§ WHAT IS EXPECTED
Exactly as given, write out all the entries again.

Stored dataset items
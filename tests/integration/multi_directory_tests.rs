use dff::duplicates::DuplicateFinder;
use std::fs;
use tempfile::tempdir;

#[test]
fn test_duplicates_across_roots() {
    let first = tempdir().unwrap();
    let second = tempdir().unwrap();
    fs::write(first.path().join("photo.jpg"), b"same picture").unwrap();
    fs::write(second.path().join("copy.jpg"), b"same picture").unwrap();
    fs::write(second.path().join("other.jpg"), b"another pic!").unwrap();

    let roots = vec![first.path().to_path_buf(), second.path().to_path_buf()];
    let report = DuplicateFinder::with_defaults().find_duplicates(&roots).unwrap();

    assert_eq!(report.summary.total_files, 3);
    assert_eq!(report.groups.len(), 1);
    let paths = report.groups[0].paths();
    assert!(paths[0].ends_with("photo.jpg"));
    assert!(paths[1].ends_with("copy.jpg"));
}

#[test]
fn test_overlapping_roots_collect_each_file_once() {
    let dir = tempdir().unwrap();
    let sub = dir.path().join("sub");
    fs::create_dir(&sub).unwrap();
    fs::write(sub.join("a"), b"only one copy").unwrap();

    let roots = vec![
        dir.path().to_path_buf(),
        sub.clone(),
        dir.path().to_path_buf(),
    ];
    let report = DuplicateFinder::with_defaults().find_duplicates(&roots).unwrap();

    assert_eq!(report.summary.total_files, 1);
    assert!(report.groups.is_empty());
}

#[test]
fn test_file_roots_are_compared() {
    let dir = tempdir().unwrap();
    let a = dir.path().join("a.bin");
    let b = dir.path().join("b.bin");
    fs::write(&a, b"file root").unwrap();
    fs::write(&b, b"file root").unwrap();

    let report = DuplicateFinder::with_defaults().find_duplicates(&[a, b]).unwrap();

    assert_eq!(report.groups.len(), 1);
    assert_eq!(report.groups[0].len(), 2);
}

#[test]
fn test_root_order_defines_discovery_order() {
    let first = tempdir().unwrap();
    let second = tempdir().unwrap();
    fs::write(first.path().join("z"), b"ordering").unwrap();
    fs::write(second.path().join("a"), b"ordering").unwrap();

    let forward = DuplicateFinder::with_defaults()
        .find_duplicates(&[first.path().to_path_buf(), second.path().to_path_buf()])
        .unwrap();
    let backward = DuplicateFinder::with_defaults()
        .find_duplicates(&[second.path().to_path_buf(), first.path().to_path_buf()])
        .unwrap();

    assert!(forward.groups[0].paths()[0].ends_with("z"));
    assert!(backward.groups[0].paths()[0].ends_with("a"));
}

§ TASK OUTPUT
filename tests/integration/multi_directory_tests.rs
use dff::duplicates::DuplicateFinder;
use std::fs;
use tempfile::tempdir;

#[test]
fn test_duplicates_across_roots() {
    let first = tempdir().unwrap();
    let second = tempdir().unwrap();
    fs::write(first.path().join("photo.jpg"), b"same picture").unwrap();
    fs::write(second.path().join("copy.jpg"), b"same picture").unwrap();
    fs::write(second.path().join("other.jpg"), b"another pic!").unwrap();

    let roots = vec![first.path().to_path_buf(), second.path().to_path_buf()];
    let report = DuplicateFinder::with_defaults().find_duplicates(&roots).unwrap();

    assert_eq!(report.summary.total_files, 3);
    assert_eq!(report.groups.len(), 1);
    let paths = report.groups[0].paths();
    assert!(paths[0].ends_with("photo.jpg"));
    assert!(paths[1].ends_with("copy.jpg"));
}

#[test]
fn test_overlapping_roots_collect_each_file_once() {
    let dir = tempdir().unwrap();
    let sub = dir.path().join("sub");
    fs::create_dir(&sub).unwrap();
    fs::write(sub.join("a"), b"only one copy").unwrap();

    let roots = vec![
        dir.path().to_path_buf(),
        sub.clone(),
        dir.path().to_path_buf(),
    ];
    let report = DuplicateFinder::with_defaults().find_duplicates(&roots).unwrap();

    assert_eq!(report.summary.total_files, 1);
    assert!(report.groups.is_empty());
}

#[test]
fn test_file_roots_are_compared() {
    let dir = tempdir().unwrap();
    let a = dir.path().join("a.bin");
    let b = dir.path().join("b.bin");
    fs::write(&a, b"file root").unwrap();
    fs::write(&b, b"file root").unwrap();

    let report = DuplicateFinder::with_defaults().find_duplicates(&[a, b]).unwrap();

    assert_eq!(report.groups.len(), 1);
    assert_eq!(report.groups[0].len(), 2);
}

#[test]
fn test_root_order_defines_discovery_order() {
    let first = tempdir().unwrap();
    let second = tempdir().unwrap();
    fs::write(first.path().join("z"), b"ordering").unwrap();
    fs::write(second.path().join("a"), b"ordering").unwrap();

    let forward = DuplicateFinder::with_defaults()
        .find_duplicates(&[first.path().to_path_buf(), second.path().to_path_buf()])
        .unwrap();
    let backward = DuplicateFinder::with_defaults()
        .find_duplicates(&[second.path().to_path_buf(), first.path().to_path_buf()])
        .unwrap();

    assert!(forward.groups[0].paths()[0].ends_with("z"));
    assert!(backward.groups[0].paths()[0].ends_with("a"));
}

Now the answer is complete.